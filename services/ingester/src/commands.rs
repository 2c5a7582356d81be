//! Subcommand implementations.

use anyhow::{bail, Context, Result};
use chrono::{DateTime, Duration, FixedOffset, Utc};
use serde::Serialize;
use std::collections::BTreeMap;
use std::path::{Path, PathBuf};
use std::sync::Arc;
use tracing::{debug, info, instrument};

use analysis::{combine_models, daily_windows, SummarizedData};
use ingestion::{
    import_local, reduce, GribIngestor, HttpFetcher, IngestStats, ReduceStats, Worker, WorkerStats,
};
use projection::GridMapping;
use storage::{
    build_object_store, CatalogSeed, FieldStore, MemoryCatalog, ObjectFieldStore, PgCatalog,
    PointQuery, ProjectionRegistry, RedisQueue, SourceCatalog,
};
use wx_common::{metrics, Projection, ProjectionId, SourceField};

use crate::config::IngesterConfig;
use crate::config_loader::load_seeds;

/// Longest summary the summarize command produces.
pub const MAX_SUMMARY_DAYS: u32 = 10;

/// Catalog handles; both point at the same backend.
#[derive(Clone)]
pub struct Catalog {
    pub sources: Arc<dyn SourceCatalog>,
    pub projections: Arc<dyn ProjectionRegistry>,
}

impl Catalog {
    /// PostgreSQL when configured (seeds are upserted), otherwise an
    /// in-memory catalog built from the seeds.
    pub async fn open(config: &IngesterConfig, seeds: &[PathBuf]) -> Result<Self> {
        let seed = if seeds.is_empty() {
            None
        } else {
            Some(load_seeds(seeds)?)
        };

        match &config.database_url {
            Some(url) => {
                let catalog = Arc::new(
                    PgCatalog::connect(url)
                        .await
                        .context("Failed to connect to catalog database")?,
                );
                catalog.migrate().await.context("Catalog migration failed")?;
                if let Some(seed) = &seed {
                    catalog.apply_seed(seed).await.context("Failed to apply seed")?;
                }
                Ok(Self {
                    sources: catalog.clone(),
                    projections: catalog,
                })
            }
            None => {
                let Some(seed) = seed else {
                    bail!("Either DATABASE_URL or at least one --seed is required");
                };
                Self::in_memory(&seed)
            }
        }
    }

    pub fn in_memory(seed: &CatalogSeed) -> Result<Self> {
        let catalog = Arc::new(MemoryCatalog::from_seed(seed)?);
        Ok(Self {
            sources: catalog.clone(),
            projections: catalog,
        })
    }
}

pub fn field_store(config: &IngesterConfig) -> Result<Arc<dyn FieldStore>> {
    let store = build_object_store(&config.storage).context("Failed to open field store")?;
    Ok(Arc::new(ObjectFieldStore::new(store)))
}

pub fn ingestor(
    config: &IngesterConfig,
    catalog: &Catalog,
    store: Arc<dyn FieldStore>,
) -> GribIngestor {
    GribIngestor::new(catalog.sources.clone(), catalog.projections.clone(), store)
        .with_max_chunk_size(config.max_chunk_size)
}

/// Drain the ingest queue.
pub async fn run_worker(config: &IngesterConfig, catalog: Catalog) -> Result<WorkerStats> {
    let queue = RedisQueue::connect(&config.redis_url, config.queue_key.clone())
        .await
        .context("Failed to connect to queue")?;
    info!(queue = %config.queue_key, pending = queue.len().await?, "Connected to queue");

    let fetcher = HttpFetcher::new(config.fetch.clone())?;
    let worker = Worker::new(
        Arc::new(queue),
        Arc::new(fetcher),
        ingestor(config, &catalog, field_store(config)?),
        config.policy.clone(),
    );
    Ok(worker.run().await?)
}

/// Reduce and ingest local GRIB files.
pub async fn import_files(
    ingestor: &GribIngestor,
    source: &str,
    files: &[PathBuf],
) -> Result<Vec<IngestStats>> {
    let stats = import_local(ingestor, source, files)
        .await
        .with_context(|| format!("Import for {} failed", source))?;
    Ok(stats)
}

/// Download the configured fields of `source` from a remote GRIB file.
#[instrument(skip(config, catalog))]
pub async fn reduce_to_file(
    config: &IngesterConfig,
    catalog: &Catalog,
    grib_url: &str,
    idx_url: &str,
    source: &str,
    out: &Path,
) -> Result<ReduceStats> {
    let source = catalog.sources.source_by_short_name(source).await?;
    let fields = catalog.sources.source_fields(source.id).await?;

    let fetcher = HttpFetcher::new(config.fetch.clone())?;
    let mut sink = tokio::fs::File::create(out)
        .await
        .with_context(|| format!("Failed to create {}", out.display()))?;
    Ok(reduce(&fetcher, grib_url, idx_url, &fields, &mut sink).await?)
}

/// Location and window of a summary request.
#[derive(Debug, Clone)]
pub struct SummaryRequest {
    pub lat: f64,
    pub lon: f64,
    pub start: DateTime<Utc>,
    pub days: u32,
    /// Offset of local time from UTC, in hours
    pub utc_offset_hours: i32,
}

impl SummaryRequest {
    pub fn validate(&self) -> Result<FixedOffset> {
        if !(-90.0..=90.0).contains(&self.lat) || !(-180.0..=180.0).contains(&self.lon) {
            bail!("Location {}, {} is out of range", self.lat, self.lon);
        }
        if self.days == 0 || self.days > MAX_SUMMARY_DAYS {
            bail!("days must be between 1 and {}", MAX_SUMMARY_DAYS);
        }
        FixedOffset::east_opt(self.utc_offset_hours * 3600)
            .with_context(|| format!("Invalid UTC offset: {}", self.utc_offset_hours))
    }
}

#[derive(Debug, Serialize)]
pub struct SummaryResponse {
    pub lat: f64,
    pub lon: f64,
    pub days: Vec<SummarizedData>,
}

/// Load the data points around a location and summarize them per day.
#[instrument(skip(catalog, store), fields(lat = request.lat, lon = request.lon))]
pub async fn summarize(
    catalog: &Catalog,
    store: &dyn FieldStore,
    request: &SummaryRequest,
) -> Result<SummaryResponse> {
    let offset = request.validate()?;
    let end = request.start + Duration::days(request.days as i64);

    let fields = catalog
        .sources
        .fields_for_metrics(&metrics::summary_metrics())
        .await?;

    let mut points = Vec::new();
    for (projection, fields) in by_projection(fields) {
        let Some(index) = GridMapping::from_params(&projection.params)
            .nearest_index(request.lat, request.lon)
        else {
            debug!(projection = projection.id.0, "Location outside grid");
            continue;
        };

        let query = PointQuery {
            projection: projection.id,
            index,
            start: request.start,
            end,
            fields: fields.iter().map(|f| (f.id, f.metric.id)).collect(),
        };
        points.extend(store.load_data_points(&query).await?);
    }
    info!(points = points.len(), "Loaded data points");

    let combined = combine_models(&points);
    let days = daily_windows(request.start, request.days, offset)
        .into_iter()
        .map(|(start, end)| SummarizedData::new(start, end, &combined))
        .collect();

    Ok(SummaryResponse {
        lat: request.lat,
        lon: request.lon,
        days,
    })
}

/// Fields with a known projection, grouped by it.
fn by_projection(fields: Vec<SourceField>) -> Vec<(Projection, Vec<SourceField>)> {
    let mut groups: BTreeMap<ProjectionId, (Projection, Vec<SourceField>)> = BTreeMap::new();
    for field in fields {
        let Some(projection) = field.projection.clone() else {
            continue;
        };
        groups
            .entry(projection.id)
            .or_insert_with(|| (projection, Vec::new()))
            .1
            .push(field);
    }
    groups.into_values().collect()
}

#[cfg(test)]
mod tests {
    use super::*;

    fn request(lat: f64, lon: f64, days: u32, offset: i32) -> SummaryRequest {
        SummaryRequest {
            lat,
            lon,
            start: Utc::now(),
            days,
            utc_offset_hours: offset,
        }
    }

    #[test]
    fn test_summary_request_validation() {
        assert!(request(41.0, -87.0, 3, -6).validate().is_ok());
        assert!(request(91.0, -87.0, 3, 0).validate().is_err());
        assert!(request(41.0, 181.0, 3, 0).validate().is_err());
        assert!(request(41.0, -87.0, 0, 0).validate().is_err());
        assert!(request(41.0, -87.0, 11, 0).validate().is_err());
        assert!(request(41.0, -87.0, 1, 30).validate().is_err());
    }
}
...
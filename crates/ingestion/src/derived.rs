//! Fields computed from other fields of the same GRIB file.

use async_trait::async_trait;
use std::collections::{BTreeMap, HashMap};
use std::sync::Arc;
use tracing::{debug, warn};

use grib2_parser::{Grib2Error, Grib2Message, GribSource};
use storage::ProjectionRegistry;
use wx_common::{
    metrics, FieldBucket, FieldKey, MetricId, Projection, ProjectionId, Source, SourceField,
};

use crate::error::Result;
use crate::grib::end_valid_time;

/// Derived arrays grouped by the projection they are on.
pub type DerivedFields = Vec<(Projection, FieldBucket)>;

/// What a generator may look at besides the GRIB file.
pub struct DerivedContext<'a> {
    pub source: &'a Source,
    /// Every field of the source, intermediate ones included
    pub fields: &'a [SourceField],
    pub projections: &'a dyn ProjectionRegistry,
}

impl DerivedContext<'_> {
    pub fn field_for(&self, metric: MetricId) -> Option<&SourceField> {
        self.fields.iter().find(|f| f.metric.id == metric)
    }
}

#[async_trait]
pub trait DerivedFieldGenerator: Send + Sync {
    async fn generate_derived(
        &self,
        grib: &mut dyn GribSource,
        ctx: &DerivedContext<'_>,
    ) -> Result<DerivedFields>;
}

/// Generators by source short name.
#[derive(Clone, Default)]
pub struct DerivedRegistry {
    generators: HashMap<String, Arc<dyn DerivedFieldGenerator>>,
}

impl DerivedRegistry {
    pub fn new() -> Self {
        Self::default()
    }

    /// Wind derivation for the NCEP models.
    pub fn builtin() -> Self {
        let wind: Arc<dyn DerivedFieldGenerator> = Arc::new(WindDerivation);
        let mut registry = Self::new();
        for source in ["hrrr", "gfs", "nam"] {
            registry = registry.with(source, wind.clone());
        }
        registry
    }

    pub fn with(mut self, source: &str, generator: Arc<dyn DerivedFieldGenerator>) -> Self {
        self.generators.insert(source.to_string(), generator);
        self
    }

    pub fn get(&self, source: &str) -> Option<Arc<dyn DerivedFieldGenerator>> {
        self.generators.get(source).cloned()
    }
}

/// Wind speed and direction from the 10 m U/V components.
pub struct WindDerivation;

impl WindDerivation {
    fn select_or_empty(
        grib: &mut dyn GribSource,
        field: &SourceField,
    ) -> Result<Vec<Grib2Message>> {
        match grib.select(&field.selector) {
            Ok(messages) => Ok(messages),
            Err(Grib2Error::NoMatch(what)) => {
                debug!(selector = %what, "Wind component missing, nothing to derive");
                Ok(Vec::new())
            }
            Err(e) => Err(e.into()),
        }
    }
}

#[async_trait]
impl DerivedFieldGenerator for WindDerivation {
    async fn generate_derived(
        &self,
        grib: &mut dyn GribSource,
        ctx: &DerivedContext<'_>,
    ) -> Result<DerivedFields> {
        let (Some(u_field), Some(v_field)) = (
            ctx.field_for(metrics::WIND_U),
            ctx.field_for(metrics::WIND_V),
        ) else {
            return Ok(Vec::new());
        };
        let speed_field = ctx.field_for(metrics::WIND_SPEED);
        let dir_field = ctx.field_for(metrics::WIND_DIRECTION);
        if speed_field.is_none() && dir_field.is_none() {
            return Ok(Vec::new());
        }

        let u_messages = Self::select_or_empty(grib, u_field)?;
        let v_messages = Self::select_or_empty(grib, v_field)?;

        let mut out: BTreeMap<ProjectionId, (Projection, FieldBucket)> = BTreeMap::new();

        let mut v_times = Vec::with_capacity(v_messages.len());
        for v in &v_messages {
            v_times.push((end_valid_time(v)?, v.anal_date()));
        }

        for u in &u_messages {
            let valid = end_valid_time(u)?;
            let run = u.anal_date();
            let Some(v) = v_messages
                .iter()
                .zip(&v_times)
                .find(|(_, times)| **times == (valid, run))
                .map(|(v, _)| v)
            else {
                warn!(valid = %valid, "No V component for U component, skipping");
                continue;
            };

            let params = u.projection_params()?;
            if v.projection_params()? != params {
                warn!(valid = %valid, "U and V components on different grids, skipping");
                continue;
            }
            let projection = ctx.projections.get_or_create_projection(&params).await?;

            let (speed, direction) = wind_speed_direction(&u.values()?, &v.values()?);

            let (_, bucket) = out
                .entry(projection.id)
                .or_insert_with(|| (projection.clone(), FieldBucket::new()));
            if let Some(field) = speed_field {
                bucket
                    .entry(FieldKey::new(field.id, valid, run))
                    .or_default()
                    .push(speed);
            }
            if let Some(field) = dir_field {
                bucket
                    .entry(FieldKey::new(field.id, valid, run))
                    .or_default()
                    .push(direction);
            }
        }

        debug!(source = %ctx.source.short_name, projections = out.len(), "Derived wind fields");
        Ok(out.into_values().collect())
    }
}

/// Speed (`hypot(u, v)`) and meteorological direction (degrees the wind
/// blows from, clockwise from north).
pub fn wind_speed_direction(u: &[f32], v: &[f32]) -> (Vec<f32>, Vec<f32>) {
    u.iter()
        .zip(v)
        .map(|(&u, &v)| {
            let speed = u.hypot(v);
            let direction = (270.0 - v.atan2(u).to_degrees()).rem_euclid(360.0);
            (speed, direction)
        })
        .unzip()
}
==
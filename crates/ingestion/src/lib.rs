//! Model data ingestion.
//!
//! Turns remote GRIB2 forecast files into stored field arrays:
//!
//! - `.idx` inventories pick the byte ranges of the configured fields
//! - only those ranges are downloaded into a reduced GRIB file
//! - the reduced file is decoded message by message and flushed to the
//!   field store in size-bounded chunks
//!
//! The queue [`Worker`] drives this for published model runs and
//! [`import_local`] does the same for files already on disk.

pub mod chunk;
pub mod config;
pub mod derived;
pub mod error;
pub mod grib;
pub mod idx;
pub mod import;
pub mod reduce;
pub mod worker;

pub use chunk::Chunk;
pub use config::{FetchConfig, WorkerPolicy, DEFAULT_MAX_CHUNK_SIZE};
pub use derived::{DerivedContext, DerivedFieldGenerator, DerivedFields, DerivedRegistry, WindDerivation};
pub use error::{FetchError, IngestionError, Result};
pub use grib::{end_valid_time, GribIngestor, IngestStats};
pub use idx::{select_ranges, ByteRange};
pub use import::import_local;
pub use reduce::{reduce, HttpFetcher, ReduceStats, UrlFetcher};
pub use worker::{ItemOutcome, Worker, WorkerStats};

-- Task instructions --
Could you set down, word for word, only the lines above from the line with "Ok(worker.run().await?)" to the line with "source = catalog.sources.source_by_short_name(source).await?;", including both?

-- Result of the task --
    Ok(worker.run().await?)
}

/// Reduce and ingest local GRIB files.
pub async fn import_files(
    ingestor: &GribIngestor,
    source: &str,
    files: &[PathBuf],
) -> Result<Vec<IngestStats>> {
    let stats = import_local(ingestor, source, files)
        .await
        .with_context(|| format!("Import for {} failed", source))?;
    Ok(stats)
}

/// Download the configured fields of `source` from a remote GRIB file.
#[instrument(skip(config, catalog))]
pub async fn reduce_to_file(
    config: &IngesterConfig,
    catalog: &Catalog,
    grib_url: &str,
    idx_url: &str,
    source: &str,
    out: &Path,
) -> Result<ReduceStats> {
    let source = catalog.sources.source_by_short_name(source).await?;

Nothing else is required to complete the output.